TASK DESCRIPTION ->
Transcribe every record in full, keeping it exactly the same.

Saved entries

[Start of Attachment]

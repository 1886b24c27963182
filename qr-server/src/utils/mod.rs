//! Utility module - logging setup
//!
//! Error and response types live in the `shared` crate; see
//! [`shared::error`].

pub mod logger;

[End of Attachment]

SOLUTION BELOW ->
repository 1886b24c27963182
filename qr-server/src/utils/mod.rs
//! Utility module - logging setup
//!
//! Error and response types live in the `shared` crate; see
//! [`shared::error`].

pub mod logger;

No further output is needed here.